The novel Coronavirus has created a catastrophe in the entire world bringing it down to its knees with cases counting more than 16.7Cr, (as per the data provided by Wikipedia).
It’s not the first time that a pandemic has engulfed this large number of people from around the world. History has records of many deadly diseases creating havoc in the world.
Human civilizations have evolved and developed continually, causing population bursts. With no efficient knowledge of sanitation and hygiene, and poor health facilities people have unknowingly created fertile situations for the growth of these deadly infections.
The Centers for Disease Control and Prevention (CDC) has defined a pandemic as “an epidemic that has spread over several countries or even continents. Pandemics usually affect large segments of the population”.
Here’s a list of the worst hit pandemics through history.
Plague of Justinian, 541-542
The plague of Justinian was the worst pandemic recorded in history caused by the fatal bacterium called Yersinia pestis.
The plague was brought to Constantinople, the capital of the Byzantine Empire, in 541 CE from Egypt. During the time Egypt was paying a tribute to Emperor Justinian in grains.

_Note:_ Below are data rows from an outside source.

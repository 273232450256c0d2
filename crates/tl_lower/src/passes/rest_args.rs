//! Rest-argument packing.
//!
//! Calls and `new` expressions whose callee declares a rest parameter are
//! rebuilt to pass exactly one trailing argument: the packed rest array.
//!
//! - `f(a, ...xs)` with `xs` array-typed copies `xs` element-wise into a
//!   fresh array of the rest element type
//! - `f(a)` passes `new Array<T>()`
//! - `f(a, b, c)` passes `[b, c]`, converted with `as` unless the rest is
//!   declared as a bare `T[]`

use swc_common::{Span, Spanned, DUMMY_SP};
use tl_ast::*;
use tl_parser::{Fragment, FragmentKind};

use crate::{
    checker::RestParam,
    context::LoweringContext,
    declared::array_element,
    pass::{LoweringPass, PassError, PassOutcome},
    program::Program,
    rewrite::{rewrite, Rewrite, Traversal},
    template::{Subst, Template},
};

const NAME: &str = "rest-argument-lowering";

const COPY_SPREAD: Template = Template::new(
    "(() => {
    const $1 = $4;
    const $2: $5[] = new Array<$5>($1.length);
    for (let $3 = 0; $3 < $1.length; $3++) {
        $2[$3] = $1[$3];
    }
    return $2;
})()",
    FragmentKind::Expr,
);

const EMPTY_REST: Template = Template::new("new Array<$1>()", FragmentKind::Expr);

const CONVERT_REST: Template = Template::new("$1 as $2", FragmentKind::Expr);

pub struct RestArgumentLowering;

impl LoweringPass for RestArgumentLowering {
    fn name(&self) -> &'static str {
        NAME
    }

    fn run(&self, ctx: &mut LoweringContext, program: &mut Program) -> Result<PassOutcome, PassError> {
        // Post-order: arguments are packed before the calls that hold them.
        let changed = rewrite(&mut program.module, ctx, Traversal::PostOrder, |ctx, expr: &Expr| {
            let Some(call) = CallSite::of(expr) else {
                return Ok(Rewrite::Keep);
            };
            match lower_call(ctx, &call)? {
                Some(rebuilt) => Ok(Rewrite::Replace(rebuilt)),
                None => Ok(Rewrite::Keep),
            }
        })?;
        Ok(PassOutcome::from_changed(changed))
    }
}

/// The parts of a call or `new` expression that packing looks at.
struct CallSite<'a> {
    expr: &'a Expr,
    callee: &'a Expr,
    args: &'a [ExprOrSpread],
}

impl<'a> CallSite<'a> {
    fn of(expr: &'a Expr) -> Option<Self> {
        match expr {
            Expr::Call(CallExpr {
                callee: Callee::Expr(callee),
                args,
                ..
            }) => Some(Self { expr, callee, args }),
            Expr::New(NewExpr { callee, args, .. }) => Some(Self {
                expr,
                callee,
                args: args.as_deref().unwrap_or_default(),
            }),
            _ => None,
        }
    }

    fn span(&self) -> Span {
        self.expr.span()
    }

    /// The same call with `args` in place of the original arguments.
    fn rebuild(&self, args: Vec<ExprOrSpread>) -> Expr {
        let mut rebuilt = self.expr.clone();
        match &mut rebuilt {
            Expr::Call(call) => call.args = args,
            Expr::New(new) => new.args = Some(args),
            _ => {}
        }
        rebuilt
    }
}

/// How the trailing arguments of a call are packed.
enum Packing<'a> {
    /// A lone spread of an array-typed expression.
    CopySpread(&'a Expr),
    Empty,
    Literal(&'a [ExprOrSpread]),
}

fn packing<'a>(ctx: &LoweringContext, extra: &'a [ExprOrSpread]) -> Option<Packing<'a>> {
    match extra {
        [] => Some(Packing::Empty),
        [only] if only.spread.is_some() => {
            let is_array = ctx
                .type_of(&only.expr)
                .is_some_and(|ty| array_element(&ty).is_some());
            is_array.then_some(Packing::CopySpread(&only.expr))
        }
        _ if extra.iter().all(|arg| arg.spread.is_none()) => Some(Packing::Literal(extra)),
        // A spread among other arguments cannot be packed statically.
        _ => None,
    }
}

fn lower_call(ctx: &mut LoweringContext, call: &CallSite<'_>) -> Result<Option<Expr>, PassError> {
    let Some(signature) = ctx.call_signature(call.callee) else {
        return Ok(None);
    };
    let Some(rest) = signature.rest else {
        return Ok(None);
    };
    if call.args.len() < signature.fixed_count {
        return Ok(None);
    }
    let (fixed, extra) = call.args.split_at(signature.fixed_count);
    if fixed.iter().any(|arg| arg.spread.is_some()) {
        return Ok(None);
    }
    let Some(packing) = packing(ctx, extra) else {
        tracing::debug!(span = ?call.span(), "trailing spread is not array-typed; leaving the call as written");
        return Ok(None);
    };

    let scope = ctx.current_scope();
    let packed = pack(ctx, packing, &rest, scope)?;

    let mut args = fixed.to_vec();
    args.push(ExprOrSpread {
        spread: None,
        expr: packed,
    });
    let rebuilt = Fragment::Expr(Box::new(call.rebuild(args)));

    ctx.with_resizable_arity(|ctx| ctx.check(&rebuilt, scope))
        .map_err(|source| PassError::Synthesis { pass: NAME, source })?;
    tracing::trace!(span = ?call.span(), fixed = signature.fixed_count, "packed rest arguments");

    match rebuilt {
        Fragment::Expr(expr) => Ok(Some(*expr)),
        _ => Ok(None),
    }
}

fn pack(
    ctx: &mut LoweringContext,
    packing: Packing<'_>,
    rest: &RestParam,
    scope: ScopeId,
) -> Result<Box<Expr>, PassError> {
    let (template, subs) = match packing {
        Packing::CopySpread(source) => {
            let subs = vec![
                Subst::Ident(ctx.gensym("src")),
                Subst::Ident(ctx.gensym("dst")),
                Subst::Ident(ctx.gensym("i")),
                Subst::Expr(Box::new(source.clone())),
                Subst::Type(rest.element.clone()),
            ];
            (&COPY_SPREAD, subs)
        }
        Packing::Empty => (&EMPTY_REST, vec![Subst::Type(rest.element.clone())]),
        Packing::Literal(args) => {
            let literal = Box::new(Expr::Array(ArrayLit {
                span: DUMMY_SP,
                elems: args.iter().cloned().map(Some).collect(),
            }));
            if matches!(*rest.declared, TsType::TsArrayType(_)) {
                return Ok(literal);
            }
            (
                &CONVERT_REST,
                vec![Subst::Expr(literal), Subst::Type(rest.declared.clone())],
            )
        }
    };

    match ctx.synthesize(template, &subs, scope)? {
        Fragment::Expr(expr) => Ok(expr),
        _ => Err(PassError::Internal {
            pass: NAME,
            reason: "rest template did not produce an expression".into(),
        }),
    }
}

The plague-laden fleas infected the rats eating grains.
This lethal disease spread like a forest fire across Europe, Asia, North Africa, and Arabia killing an estimated 30 to 50 million people, almost half of the world’s population.
Black Death (1347-1351)
This was a global bubonic plague that hit Europe in 1347-1351, astonishingly taking a toll of 200 million in just 4 years.
It was a type of plague that was spread via the bite of infected rat fleas.
This plague caused religious, socio-economic upheaval with a profound impact on European history. The bacterium that caused this was the same that brought the Plague of Justinian.
During this time the sailors that had came to Europe were required to stay on their ship for 30 days, which was known as “Trentino” in Venetian law. Later, the Venetians increased the forced isolation to 40 days or a “quarantino”. From here quarantine word was introduced which is now in great implementation.
Spanish Flu 1918:
Spanish flu was the most severe and devastating influenza pandemics that the world ever witnessed. Also known as the 1918 influenza pandemic, it infected 500 million people – about a third of the world’s population at the time – in four successive waves.
Though the flu engulfed Europe, America, and parts of Asia, the exact place and cause of its origin are unknown to this day.
Some say that the flu showed itself in the military camp in Kansas, and from the US it spread to Europe when the troops traveled east in World War I.
Though the name is Spanish flu the pandemic did not originate in Spain, the British Medical Journal referred to the virus as “Spanish flu” because Spain was hit hard by the disease.
Small Pox 15th Century:
Smallpox has been estimated to have killed over a 500 million people.
It was in 1980 that the World Health Organization declared smallpox to be eradicated.
Smallpox became the first death-dealing pandemic whose vaccine was developed in the late 18th-century, by a British doctor named Edward Jenner.
Edward Jenner observed that some local milkmaids were not exposed to the harsh virus and just showed mild symptoms which were called “cowpox”. Edward then decided to extract a small sample of milkmaid’s pus and inject it into the arm of a young boy named James Phipps. After that, he exposed the boy to the smallpox virus, and to his amazement, the boy showed no illness. This was the first vaccine ever discovered in history.